July 20, 1899
The so-called Northern Paciﬁc depot, in the historic section 23, has fallen from its foundation and now lies on the beach, fast being torn to pieces by the winds and waves and tides. It is one of the last of the useless buildings erected during the boom of the early nineties, and was one of the sources of pride to the then happy, speculative, devil-care population of those days. Whether it was actually built and paid for by the Northern Paciﬁc railroad we are unable to say, but this was generally believed. Neither the Northern Paciﬁc or any other company, however, ever used it, nor the immense wharf in front of it, which was known as the Northern Paciﬁc wharf. The depot, wharf, warehouse and railroad spur lending out to deep water must have cost close to $50,000. But not a passenger ever got off at the depot, or train ever ran over the spur track, nor steamer ever tied up at the wharf so far as we know. Finally, small boys threw stones at the windows of the buildings, thieves stole the locks and everything movable, the rails, warehouse, planking and heavy capping were torn up and taken to an up sound city, and the remainder was abandoned to decay.
July 22, 1909
Everything is on the tiptoe of big expectancy along the waterfront, and the canneries are speeding up new and old machinery on the catches that are starting on the his season of 1909. With salmon in every trip from Point Roberts to Deception pass and a catch of 10,000 in today, the fish-wise are freely predicting the real beginning of the big run of sockeyes in a few days.
All of the Puget Sound canneries have made great preparations for the big run by preparing the old equipment and adding much new and up-to-date machinery. The following plants on the Sound will operate to their full capacity: Count Fish Co., Anacortes, Apex Fish co., Anacortes, Fidalgo Island Packing Co., Anacortes.
July 17, 1919
The vicinity of 14th and M streets is haunted by an exceedingly offensive stench and is infested with rats due to the practice of the local butcher shops and grocery stores of dumping decayed meat and vegetables on the edge of the city dumping grounds. …
The dumping ground was established with the intention of gradually filling in the low, marshy section so that it could be ultimately covered over and made fit for residence property.
July 18, 1929
The 200 passengers on board the City of Bellingham, auto ferry running between Sidney, B.C., and Anacortes, had all the thrills of a shipwreck, without the attendant dangers, Sunday at 2 o’clock, when the tail shaft of the propeller broke as the ferry neared Pea Vine Pass on the way to Sidney.
The water poured into the hold and the passengers were equipped with life belts, the life boats were launched, and the passengers taken to Orcas. A call was sent to the Coast Guard station at Anacortes, and they responded with boats to assist in getting the passengers off.

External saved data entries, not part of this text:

use std::fs;

use cardsync::config::{Config, CONFIG_FILE};
use cardsync::engine::EngineSettings;
use cardsync::watch::WatchOptions;
use cardsync::Error;

#[test]
fn load_from_vault_rejects_invalid_config() {
    let dir = tempfile::tempdir().expect("tempdir");
    fs::write(dir.path().join(CONFIG_FILE), "[vault]\ntag = \"two words\"").expect("write config");

    let err = Config::load_from_vault(dir.path()).expect_err("invalid tag");
    assert!(matches!(err, Error::InvalidConfig(_)));
    assert_eq!(err.exit_code(), 2);
}

#[test]
fn load_from_vault_reports_malformed_toml() {
    let dir = tempfile::tempdir().expect("tempdir");
    fs::write(dir.path().join(CONFIG_FILE), "[sync\nenabled = true").expect("write config");

    let err = Config::load_from_vault(dir.path()).expect_err("malformed");
    assert!(matches!(err, Error::TomlParse(_)));
}

#[test]
fn partial_sections_keep_defaults() {
    let dir = tempfile::tempdir().expect("tempdir");
    let content = r#"
[sync]
reorder_on_write = true
watch_debounce_ms = 500
"#;
    fs::write(dir.path().join(CONFIG_FILE), content.trim()).expect("write config");

    let cfg = Config::load_from_vault(dir.path()).expect("load config");
    assert!(cfg.sync.reorder_on_write);
    assert_eq!(cfg.sync.fetch_interval_ms, 60_000);
    assert_eq!(cfg.vault.tag, "kanban_card");
    assert_eq!(cfg.remote.max_calls_per_sec, 4);

    let settings = EngineSettings::from_config(&cfg);
    assert!(settings.reorder_on_write);
    assert_eq!(settings.time_zone, "UTC");

    let watch = WatchOptions::from_config(&cfg);
    assert_eq!(watch.debounce.as_millis(), 500);
    assert_eq!(watch.fetch_interval.as_secs(), 60);
    assert!(watch.sync_enabled);
}
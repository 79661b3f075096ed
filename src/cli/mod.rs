//! Command-line interface for cardsync
//!
//! This module defines the CLI structure using clap derive macros.
//! Each subcommand is defined in its own submodule.

use std::path::{Path, PathBuf};
use std::sync::Arc;

use clap::{Parser, Subcommand};

use crate::config::Config;
use crate::engine::{EngineSettings, SyncEngine};
use crate::error::{Error, Result};
use crate::graph::GraphClient;
use crate::output::OutputOptions;
use crate::vault::Vault;

mod init;
mod reorder;
mod status;
mod sync;
mod watch;

/// cardsync - markdown kanban cards <-> remote task lists
///
/// Keeps checklists in tagged markdown cards and task lists on a remote
/// to-do service in step, in both directions.
#[derive(Parser, Debug)]
#[command(name = "cardsync")]
#[command(author, version, about, long_about = None)]
#[command(propagate_version = true)]
pub struct Cli {
    /// Path to the vault (defaults to current directory)
    #[arg(long, global = true, env = "CARDSYNC_VAULT")]
    pub vault: Option<PathBuf>,

    /// Output in JSON format
    #[arg(long, global = true)]
    pub json: bool,

    /// Suppress non-essential output
    #[arg(short, long, global = true)]
    pub quiet: bool,

    #[command(subcommand)]
    pub command: Commands,
}

/// Available subcommands
#[derive(Subcommand, Debug)]
pub enum Commands {
    /// Write a default .cardsync.toml into the vault
    Init,

    /// Fetch both sides and show what a sync would do
    Status {
        /// List every pending change instead of just the totals
        #[arg(long)]
        verbose: bool,
    },

    /// Fetch both sides, then apply the pending changes
    Sync,

    /// Watch the vault and sync periodically until interrupted
    Watch,

    /// Sort the checklists of a card by status
    Reorder {
        /// Card document to reorder (relative to the vault or absolute)
        file: PathBuf,

        /// Print the result instead of writing it back
        #[arg(long)]
        dry_run: bool,
    },
}

impl Cli {
    /// Execute the CLI command
    pub fn run(self) -> Result<()> {
        let root = resolve_vault_root(self.vault)?;
        let output = OutputOptions {
            json: self.json,
            quiet: self.quiet,
        };
        match self.command {
            Commands::Init => init::run(&root, output),
            Commands::Reorder { file, dry_run } => reorder::run(&root, &file, dry_run, output),
            Commands::Status { verbose } => block_on(status::run(&root, verbose, output)),
            Commands::Sync => block_on(sync::run(&root, output)),
            Commands::Watch => block_on(watch::run(&root, output)),
        }
    }
}

fn resolve_vault_root(vault: Option<PathBuf>) -> Result<PathBuf> {
    let start = match vault {
        Some(path) => path,
        None => std::env::current_dir()?,
    };
    if !start.is_dir() {
        return Err(Error::VaultNotFound(start));
    }
    // Watcher events carry absolute paths; keep the root comparable.
    Ok(std::fs::canonicalize(&start)?)
}

fn block_on<F>(future: F) -> Result<()>
where
    F: std::future::Future<Output = Result<()>>,
{
    let runtime = tokio::runtime::Builder::new_multi_thread()
        .enable_all()
        .build()?;
    runtime.block_on(future)
}

/// Everything a remote-facing command needs.
pub(crate) struct Session {
    pub config: Config,
    pub vault: Vault,
    pub engine: Arc<SyncEngine>,
}

impl Session {
    pub fn open(root: &Path) -> Result<Self> {
        let config = Config::load_from_vault(root)?;
        let vault = Vault::open(root, &config.vault)?;
        let client = GraphClient::from_config(&config.remote)?;
        let engine = SyncEngine::new(
            Arc::new(vault.clone()),
            Arc::new(client),
            EngineSettings::from_config(&config),
        );
        Ok(Self {
            config,
            vault,
            engine: Arc::new(engine),
        })
    }
}
//! cardsync status command implementation
//!
//! Runs a fetch and reports the pending changes without applying them.

use std::path::Path;

use serde::Serialize;

use crate::delta::Delta;
use crate::engine::{PendingChanges, SyncStatus};
use crate::error::Result;
use crate::output::{emit, HumanReport, OutputOptions};

use super::Session;

#[derive(Serialize)]
struct StatusReport {
    status: SyncStatus,
    tracked: usize,
    #[serde(skip_serializing_if = "Option::is_none")]
    fetch_error: Option<String>,
    pending: PendingChanges,
}

pub async fn run(root: &Path, verbose: bool, output: OutputOptions) -> Result<()> {
    let session = Session::open(root)?;
    let engine = &session.engine;

    let tracked = engine.load_tracked_documents().await?;
    let status = engine.fetch_delta().await?;
    let report = StatusReport {
        status,
        tracked,
        fetch_error: engine.last_fetch_error().await,
        pending: engine.pending().await,
    };

    let mut human = HumanReport::new("status", status.to_string());
    human
        .fact("vault", root.display().to_string())
        .fact("cards", tracked.to_string())
        .fact("lists", counts(&report.pending.collections))
        .fact("tasks", counts(&report.pending.items));

    if verbose {
        for line in describe_collections(&report.pending.collections)
            .into_iter()
            .chain(describe_items(&report.pending.items))
        {
            human.change(line);
        }
    }

    match (&report.fetch_error, status) {
        (Some(reason), _) => {
            human
                .warn(format!("fetch failed: {reason}"))
                .hint("check the remote service and token, then retry");
        }
        (None, SyncStatus::Pending { .. }) => {
            human.hint("cardsync sync");
        }
        _ => {}
    }

    emit(output, &report, &human)
}

fn counts<T>(delta: &Delta<T>) -> String {
    format!(
        "{} to pull, {} to push",
        delta.to_origin.len(),
        delta.to_remote.len()
    )
}

fn describe_collections(delta: &Delta<crate::collection::TaskCollection>) -> Vec<String> {
    let buckets = [
        ("pull new list", &delta.to_origin.add),
        ("pull list change", &delta.to_origin.modify),
        ("unlink list", &delta.to_origin.remove_id),
        ("create list", &delta.to_remote.add),
        ("push list change", &delta.to_remote.modify),
        ("delete list", &delta.to_remote.delete),
    ];
    buckets
        .into_iter()
        .flat_map(|(action, entries)| {
            entries
                .iter()
                .map(move |collection| format!("{action}: {}", collection.label()))
        })
        .collect()
}

fn describe_items(delta: &Delta<crate::task::TaskItem>) -> Vec<String> {
    let buckets = [
        ("pull new task", &delta.to_origin.add),
        ("pull task change", &delta.to_origin.modify),
        ("unlink task", &delta.to_origin.remove_id),
        ("create task", &delta.to_remote.add),
        ("push task change", &delta.to_remote.modify),
        ("delete task", &delta.to_remote.delete),
    ];
    buckets
        .into_iter()
        .flat_map(|(action, entries)| {
            entries.iter().map(move |item| {
                format!("{action}: {} ({})", item.title, item.parent.label())
            })
        })
        .collect()
}

#[cfg(test)]
mod tests {
    use super::*;
    use crate::collection::TaskCollection;
    use crate::task::TaskItem;

    #[test]
    fn describes_each_bucket() {
        let mut items = Delta::new();
        items.to_remote.add.push(TaskItem::new("Write tests"));
        items
            .to_origin
            .modify
            .push(TaskItem::new("Ship").with_id("t1"));
        let lines = describe_items(&items);
        assert_eq!(lines.len(), 2);
        assert!(lines[0].starts_with("pull task change: Ship"));
        assert!(lines[1].starts_with("create task: Write tests"));

        let mut lists = Delta::new();
        lists
            .to_remote
            .delete
            .push(TaskCollection::from_label("Work > Launch"));
        assert_eq!(
            describe_collections(&lists),
            vec!["delete list: Work > Launch".to_string()]
        );
    }
}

The City of Angeles had left for her run, but was hailed by the City of Bellingham and towed the ferry to Orcas, where the tug Intrepid…towed the boat to Anacortes.
July 20, 1939
United Fishermen of the Pacific, Packers and Tendermen came to an agreement over the past week end and following word from different Sound locals affiliated with the different unions announced that an agreement had been reached officially opening the salmon canning industry of the sound for the 1939 season.
…The United Fisherman’s Union, Puget Sound District in special meetings held in several Sounds ports, accepted by a small majority to compromise prices as offered by Puget Sound Cannery Operators. The minimum price accepted were 2 1/8 cents for pinks; Sockeye, 1 1/4 cents; Silver 4 cents; Chums, 1 3/4 cents per pound and Springs 75 cents each…
July 21, 1949
Representatives of four engineering firms in Seattle, Washington met with the Anacortes Planning Commission in a special meeting held last weekend for the purpose of discussing the problem of sewage control in the Anacortes area. …
Word has been received during the past several months from state offices that the present system in Anacortes is out of model and in such a condition that unless action is taken by the city government in the near future to remedy it that the city faces condemnation action by those offices.
July 24, 1969
Entries are in, judging is completed and final preparation are underway for next week’s Eighth Annual Anacortes Arts and Crafts Festival, scheduled August 2 and 3 in an open-air exhibit to be erected between 6th and 8th Avenue.
An estimated 500 entries were being juried this week by Festival Judges… The “artists in action section of the mall will feature 41 display booths, offering a wide variety of artistic works for sale. Some of these will be drawings sketched on the spot of spectators and other artists will demonstrate their methods of pottery firing, sand-casting, oil paintings, marbleization, batik and work with other media.